Comment la guerre civile mine la riposte à Ebola

Comment la guerre civile mine la riposte à Ebola
AFP.

La crainte et la rumeur font partie du quotidien des agents de santé communautaires ou des hygiénistes qui constituent la première ligne de riposte à l’épidémie d’Ebola. Une première ligne qui ne parvient pas à endiguer la propagation de la maladie, très contagieuse par contact. A Lubero, l’une des villes où l’épidémie fait rage, Hélène, agent de santé de Médecins sans frontières, regrette : « Notre hôpital a enregistré une baisse de la fréquentation depuis qu’on parle d’Ebola. Surtout, les bâtiments de triage nouvellement installés à l’hôpital font peur, car les communautés ne connaissent pas leur fonctionnement.

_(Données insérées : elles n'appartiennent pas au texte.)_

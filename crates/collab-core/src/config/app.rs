//! Server and CORS configuration.

use serde::{Deserialize, Serialize};

/// HTTP server configuration.
#[derive(Debug, Clone, Serialize, Deserialize)]
pub struct ServerConfig {
    /// Bind address.
    #[serde(default = "default_host")]
    pub host: String,
    /// Bind port.
    #[serde(default = "default_port")]
    pub port: u16,
    /// Graceful shutdown timeout in seconds.
    #[serde(default = "default_shutdown_grace")]
    pub shutdown_grace_seconds: u64,
    /// CORS configuration.
    #[serde(default)]
    pub cors: CorsConfig,
}

impl Default for ServerConfig {
    fn default() -> Self {
        Self {
            host: default_host(),
            port: default_port(),
            shutdown_grace_seconds: default_shutdown_grace(),
            cors: CorsConfig::default(),
        }
    }
}

/// CORS configuration for the browser frontend.
///
/// The cookie-based token transport is cross-site, so credentialed
/// requests must be allowed for the configured origins.
#[derive(Debug, Clone, Serialize, Deserialize)]
pub struct CorsConfig {
    /// Origins allowed to make credentialed requests.
    #[serde(default = "default_origins")]
    pub allowed_origins: Vec<String>,
    /// Allowed HTTP methods.
    #[serde(default = "default_methods")]
    pub allowed_methods: Vec<String>,
    /// Allowed request headers.
    #[serde(default = "default_headers")]
    pub allowed_headers: Vec<String>,
    /// Whether to allow cookies on cross-site requests.
    #[serde(default = "default_true")]
    pub allow_credentials: bool,
    /// Preflight cache duration in seconds.
    #[serde(default = "default_max_age")]
    pub max_age_seconds: u32,
}

impl Default for CorsConfig {
    fn default() -> Self {
        Self {
            allowed_origins: default_origins(),
            allowed_methods: default_methods(),
            allowed_headers: default_headers(),
            allow_credentials: true,
            max_age_seconds: default_max_age(),
        }
    }
}

fn default_host() -> String {
    "0.0.0.0".to_string()
}

fn default_port() -> u16 {
    8080
}

fn default_shutdown_grace() -> u64 {
    10
}

fn default_origins() -> Vec<String> {
    vec![
        "https://collabvoice.vercel.app".to_string(),
        "http://localhost:5173".to_string(),
        "http://127.0.0.1:5173".to_string(),
    ]
}

fn default_methods() -> Vec<String> {
    vec!["GET".to_string(), "POST".to_string(), "OPTIONS".to_string()]
}

fn default_headers() -> Vec<String> {
    vec!["authorization".to_string(), "content-type".to_string()]
}

fn default_true() -> bool {
    true
}

fn default_max_age() -> u32 {
    3600
}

Certains s’imaginent qu’ils vont y attraper Ebola, ce qui est faux ». Chaque jour, Hélène et une vingtaine de relais communautaires se rendent donc à la rencontre des communautés pour regagner leur confiance. Ils le font en expliquant que malgré l’épidémie en cours, qui menace de mettre en difficulté le système de santé, chaque personne aura la possibilité d’être prise en charge pour tout problème de santé.